En segundo lugar, que la democracia perdida nos había permitido revalorizar dicho régimen como el mejor sistema existente para organizar los gobiernos. Sin embargo, cuando la desafección se expresa en baja participación electoral, cuando las encuestas de opinión pública revelan que a las personas les resulta indiferente el régimen político y que pareciera que este puede ser transado por mayor bienestar material, entonces, parece que lo perdido hace 50 años, no resulta tan valorado como creímos en estos años de recuperación de la democracia institucional. Y es cierto, quizás, lo más débil de este período de pos dictadura fue no haber logrado avanzar a una democracia sustantiva o a un proceso de democratización más profundo.

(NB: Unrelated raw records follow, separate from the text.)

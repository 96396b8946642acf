//! Error types for condition failures
//!
//! A failing check first produces a transient [`ConditionFailure`]. The
//! validator's [`Mode`](crate::foundation::Mode) then turns it into the
//! [`ConditionError`] returned to the caller.

use std::borrow::Cow;
use std::fmt;

// ============================================================================
// VIOLATION KIND
// ============================================================================

/// What kind of constraint a failing check violated.
///
/// Precondition validators map this to a concrete [`ConditionError`] variant.
/// Postcondition validators ignore it.
#[derive(Debug, Clone, Copy, PartialEq, Eq, Hash, Default)]
pub enum ViolationKind {
    /// Generic violation: invalid argument, or null argument when the value
    /// was null.
    #[default]
    Default,
    /// The value lies outside an allowed range.
    OutOfRange,
    /// The value is not a defined variant of an enumeration.
    InvalidEnum,
}

// ============================================================================
// CONDITION FAILURE
// ============================================================================

/// Description of a single failed check.
///
/// Built only on the failure path and consumed immediately by
/// [`Validator::violation`](crate::foundation::Validator::violation).
#[derive(Debug, Clone, PartialEq, Eq)]
pub struct ConditionFailure {
    /// Human-readable description of the condition, e.g.
    /// `"a should be between 1 and 3"`.
    pub condition: String,

    /// The kind of violation.
    pub kind: ViolationKind,

    /// Optional extra sentence appended to the message.
    pub additional: Option<String>,

    /// Whether the checked value was null (`None`).
    pub value_is_null: bool,
}

impl ConditionFailure {
    /// Creates a failure of the [`ViolationKind::Default`] kind.
    pub fn new(condition: impl Into<String>) -> Self {
        Self {
            condition: condition.into(),
            kind: ViolationKind::Default,
            additional: None,
            value_is_null: false,
        }
    }

    /// Creates an out-of-range failure.
    pub fn out_of_range(condition: impl Into<String>) -> Self {
        Self::new(condition).with_kind(ViolationKind::OutOfRange)
    }

    /// Sets the violation kind.
    #[must_use = "builder methods must be chained or built"]
    pub fn with_kind(mut self, kind: ViolationKind) -> Self {
        self.kind = kind;
        self
    }

    /// Adds an extra sentence to the message.
    #[must_use = "builder methods must be chained or built"]
    pub fn with_additional(mut self, additional: impl Into<String>) -> Self {
        self.additional = Some(additional.into());
        self
    }

    /// Marks whether the checked value was null.
    #[must_use = "builder methods must be chained or built"]
    pub fn with_null_value(mut self, value_is_null: bool) -> Self {
        self.value_is_null = value_is_null;
        self
    }
}

// ============================================================================
// VIOLATION
// ============================================================================

/// The payload shared by every [`ConditionError`] variant.
#[derive(Debug, Clone, PartialEq, Eq)]
pub struct Violation {
    /// Name of the argument that was checked.
    pub argument: Cow<'static, str>,

    /// Description of the violated condition.
    pub condition: String,

    /// Optional extra sentence.
    pub additional: Option<String>,
}

impl Violation {
    /// Full message: the condition terminated by a period, followed by the
    /// additional sentence if there is one.
    #[must_use]
    pub fn message(&self) -> String {
        let mut message = self.condition.clone();
        if !message.ends_with(['.', '!', '?']) {
            message.push('.');
        }
        if let Some(additional) = &self.additional {
            message.push(' ');
            message.push_str(additional);
        }
        message
    }
}

impl fmt::Display for Violation {
    fn fmt(&self, f: &mut fmt::Formatter<'_>) -> fmt::Result {
        write!(f, "{} (parameter '{}')", self.message(), self.argument)
    }
}

// ============================================================================
// CONDITION ERROR
// ============================================================================

/// Error returned by a failing condition method.
///
/// The four argument variants come from [`requires`](crate::requires)
/// validators, [`PostconditionFailed`](Self::PostconditionFailed) from
/// [`ensures`](crate::ensures) validators.
///
/// ```
/// use conditions::{ConditionError, requires};
///
/// let err = requires(5, "count").is_in_range(1, 3).unwrap_err();
/// assert!(matches!(err, ConditionError::ArgumentOutOfRange(_)));
/// assert_eq!(err.to_string(), "count should be between 1 and 3. (parameter 'count')");
/// ```
#[derive(Debug, Clone, PartialEq, Eq, thiserror::Error)]
#[non_exhaustive]
pub enum ConditionError {
    /// A precondition failed on a null (`None`) value.
    #[error("{0}")]
    ArgumentNull(Violation),

    /// A precondition range check failed.
    #[error("{0}")]
    ArgumentOutOfRange(Violation),

    /// A raw value did not map to a defined enumeration variant.
    #[error("{0}")]
    InvalidEnumArgument(Violation),

    /// Any other precondition failure.
    #[error("{0}")]
    InvalidArgument(Violation),

    /// A postcondition failed.
    #[error("Postcondition '{}' failed.", .0.message())]
    PostconditionFailed(Violation),
}

impl ConditionError {
    /// Returns the violation payload.
    #[must_use]
    pub fn violation(&self) -> &Violation {
        match self {
            Self::ArgumentNull(v)
            | Self::ArgumentOutOfRange(v)
            | Self::InvalidEnumArgument(v)
            | Self::InvalidArgument(v)
            | Self::PostconditionFailed(v) => v,
        }
    }

    /// Name of the argument that failed.
    #[must_use]
    pub fn argument_name(&self) -> &str {
        &self.violation().argument
    }

    /// Description of the violated condition.
    #[must_use]
    pub fn condition(&self) -> &str {
        &self.violation().condition
    }

    /// Full message without the argument name.
    #[must_use]
    pub fn message(&self) -> String {
        self.violation().message()
    }

    /// Returns true for errors raised by precondition validators.
    #[must_use]
    pub fn is_precondition(&self) -> bool {
        !self.is_postcondition()
    }

    /// Returns true for errors raised by postcondition validators.
    #[must_use]
    pub fn is_postcondition(&self) -> bool {
        matches!(self, Self::PostconditionFailed(_))
    }
}

// ============================================================================
// TESTS
// ============================================================================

En tercer lugar, la máxima que ningún régimen autoritario- ni de derecha, ni de izquierda- puede garantizar la paz social sin sacrificar la libertad, ni erosionar las instituciones que nos permiten resolver civilizadamente los conflictos. Hoy se relativiza a la luz de las experiencias del crecimiento de la derecha radical en varios países, quienes en una cruzada neoconservadora han levantado los valores de la familia, la propiedad y la tradición como los grandes baluartes de una sociedad que se destruye, según ellos, a manos de los feminismos, de la conquista por derechos reproductivos, por la dignidad, la seguridad social, y por un bienestar integral eco sustentable basado más en la colaboración intergeneracional que en la competencia individual.
Es otras palabras, a 50 años del Golpe, las lecturas que se habían realizado respecto de la necesidad de instalar una intransable cultura de respeto a los derechos humanos, a la democracia institucional y a la libertad en sus múltiples dimensiones, se ponen en discusión cuando se vuelve sobre el pasado y se les resta importancia a las atrocidades cometidas, en pos del orden, la seguridad y la propiedad. En suma, si creímos que el futuro democrático era algo que se había consagrado como gran lectura de lo ocurrido en Chile hace 50 años, hoy merece la pena enarbolarlo con más fuerza, porque en el ruido de la ciudad parece diluirse frente a las estridentes voces que, sin pudor, relativizan o niegan lo ocurrido en nuestro país, pese a que la herida sigue lacerante y cuya cicatriz, a la luz del actual momento constituyente, muestra que no está totalmente cerrada.
Dra. Cristina Moyano Barahona, Decana de la Facultad de Humanidades de la Usach y Presidenta de la “Comisión 50 años”.